Assigned task |
Whenever a line below includes the string "refresh", show it.

Material to process |
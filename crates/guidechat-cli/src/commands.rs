//! One-shot commands and the polling watcher.

use std::{future::Future, io::Write, time::Duration};

use guidechat_app::{ChatApi, FetchError, MessageSide, RefetchSchedule};
use guidechat_client::HttpApi;
use guidechat_core::MessageReconciler;
use guidechat_proto::{RoomId, UserId};
use tokio::time::Instant;

use crate::{
    RuntimeError,
    render::{message_line, room_line},
};

/// Print one page of the room directory, and the cursor for the next one.
pub async fn rooms(api: &HttpApi, cursor: Option<&str>, out: &mut impl Write) -> Result<(), RuntimeError> {
    let page = api.list_rooms(cursor).await?;
    if page.rooms.is_empty() {
        writeln!(out, "no rooms")?;
    }
    for room in &page.rooms {
        writeln!(out, "{}", room_line(room))?;
    }
    if let Some(next) = page.next_cursor {
        writeln!(out, "more: --cursor {next}")?;
    }
    Ok(())
}

/// Create a room with `guide_id`, or reuse the existing one.
pub async fn start(
    api: &HttpApi,
    guide_id: UserId,
    user_id: UserId,
    out: &mut impl Write,
) -> Result<(), RuntimeError> {
    let room = api.start_room(guide_id, user_id).await?;
    writeln!(out, "{}", room_line(&room))?;
    Ok(())
}

/// Delete a room.
pub async fn delete(api: &HttpApi, room_id: RoomId, out: &mut impl Write) -> Result<(), RuntimeError> {
    api.delete_room(room_id).await?;
    writeln!(out, "deleted room {room_id}")?;
    Ok(())
}

/// Post one message over REST.
pub async fn post(api: &HttpApi, room_id: RoomId, content: &str, out: &mut impl Write) -> Result<(), RuntimeError> {
    let content = content.trim();
    if content.is_empty() {
        writeln!(out, "nothing to send")?;
        return Ok(());
    }
    let message = api.post_message(room_id, content).await?;
    writeln!(out, "{}", message_line(&message, MessageSide::Sent, None))?;
    Ok(())
}

/// Follow a room by refetching its messages every `interval` until `shutdown`
/// resolves.
///
/// The first fetch loads the full history; later fetches ask only for
/// messages after the newest one seen. Failed refetches are reported and
/// retried on the next interval.
pub async fn watch<A, W>(
    api: &A,
    room_id: RoomId,
    user_id: Option<UserId>,
    interval: Duration,
    out: &mut W,
    shutdown: impl Future<Output = ()>,
) -> Result<(), RuntimeError>
where
    A: ChatApi,
    W: Write,
{
    let room = api.fetch_room(room_id).await?.ok_or(FetchError::NotFound)?;
    let title = if room.display_title.is_empty() { &room.title } else { &room.display_title };
    writeln!(out, "-- {title} (room {room_id}) --")?;

    let mut schedule = RefetchSchedule::new(interval);
    let mut reconciler = MessageReconciler::new();
    tokio::pin!(shutdown);

    loop {
        if schedule.poll(Instant::now()) {
            match api.fetch_history(room_id, reconciler.last_id()).await {
                Ok(page) => {
                    let shown = reconciler.len();
                    if reconciler.is_initialized() {
                        reconciler.extend(page);
                    } else {
                        reconciler.initialize(page);
                    }
                    for message in reconciler.snapshot().get(shown..).unwrap_or_default() {
                        let side = MessageSide::of(message, user_id);
                        writeln!(out, "{}", message_line(message, side, Some(&room)))?;
                    }
                },
                Err(e) => {
                    tracing::warn!(room_id, error = %e, "refetch failed");
                    writeln!(out, "* refresh failed: {e}")?;
                },
            }
            out.flush()?;
        }

        tokio::select! {
            () = &mut shutdown => return Ok(()),
            () = tokio::time::sleep(schedule.interval()) => {},
        }
    }
}

#[cfg(test)]
mod tests {
    use std::sync::{Arc, Mutex};

    use async_trait::async_trait;
    use guidechat_proto::{ChatMessage, MessageId, RoomInfo};

    use super::*;

    /// Serves a fixed list, revealing one more message per history call.
    #[derive(Default)]
    struct Growing {
        calls: Mutex<Vec<Option<MessageId>>>,
        fail_on: Option<usize>,
    }

    fn msg(id: u64, sender_id: u64) -> ChatMessage {
        ChatMessage { id: Some(id), room_id: 3, sender_id, content: format!("m{id}"), created_at: None }
    }

    #[async_trait]
    impl ChatApi for Growing {
        async fn fetch_room(&self, room_id: RoomId) -> Result<Option<RoomInfo>, FetchError> {
            Ok((room_id == 3).then(|| RoomInfo {
                id: 3,
                title: "tour".into(),
                display_title: "Mina".into(),
                guide_id: 2,
                user_id: 7,
                updated_at: None,
                last_message_id: None,
            }))
        }

        async fn fetch_history(
            &self,
            _room_id: RoomId,
            after: Option<MessageId>,
        ) -> Result<Vec<ChatMessage>, FetchError> {
            let mut calls = self.calls.lock().unwrap();
            calls.push(after);
            if self.fail_on == Some(calls.len()) {
                return Err(FetchError::Failed("timeout".into()));
            }
            let newest = calls.len() as u64 + 1;
            // Overlaps what was already seen; the reconciler drops repeats
            Ok((1..=newest).map(|id| msg(id, if id % 2 == 0 { 7 } else { 2 })).collect())
        }
    }

    #[tokio::test(start_paused = true)]
    async fn watch_prints_each_message_once() {
        let api = Arc::new(Growing { fail_on: Some(2), ..Growing::default() });
        let mut out = Vec::new();

        // Polls at 0s, 3s and 6s
        let shutdown = tokio::time::sleep(Duration::from_millis(7000));
        watch(api.as_ref(), 3, Some(7), Duration::from_millis(3000), &mut out, shutdown).await.unwrap();

        assert_eq!(*api.calls.lock().unwrap(), vec![None, Some(2), Some(2)]);
        insta::assert_snapshot!(String::from_utf8(out).unwrap(), @r"
        -- Mina (room 3) --
        [--:--] Mina: m1
        [--:--] you: m2
        * refresh failed: timeout
        [--:--] Mina: m3
        [--:--] you: m4
        ");
    }

    #[tokio::test(start_paused = true)]
    async fn zero_interval_does_not_spin() {
        let api = Growing::default();
        let mut out = Vec::new();

        let shutdown = tokio::time::sleep(Duration::from_millis(1000));
        watch(&api, 3, None, Duration::ZERO, &mut out, shutdown).await.unwrap();

        // One poll per 100 ms minimum interval, the one at 1000 ms racing shutdown
        let calls = api.calls.lock().unwrap().len();
        assert!((10..=11).contains(&calls), "{calls} fetches in one second");
    }

    #[tokio::test(start_paused = true)]
    async fn watch_missing_room() {
        let api = Growing::default();
        let mut out = Vec::new();
        let result = watch(&api, 9, None, Duration::from_millis(3000), &mut out, std::future::pending()).await;
        assert!(matches!(result, Err(RuntimeError::Fetch(FetchError::NotFound))));
    }
}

Output of the exercise |
                    writeln!(out, "* refresh failed: {e}")?;
        * refresh failed: timeout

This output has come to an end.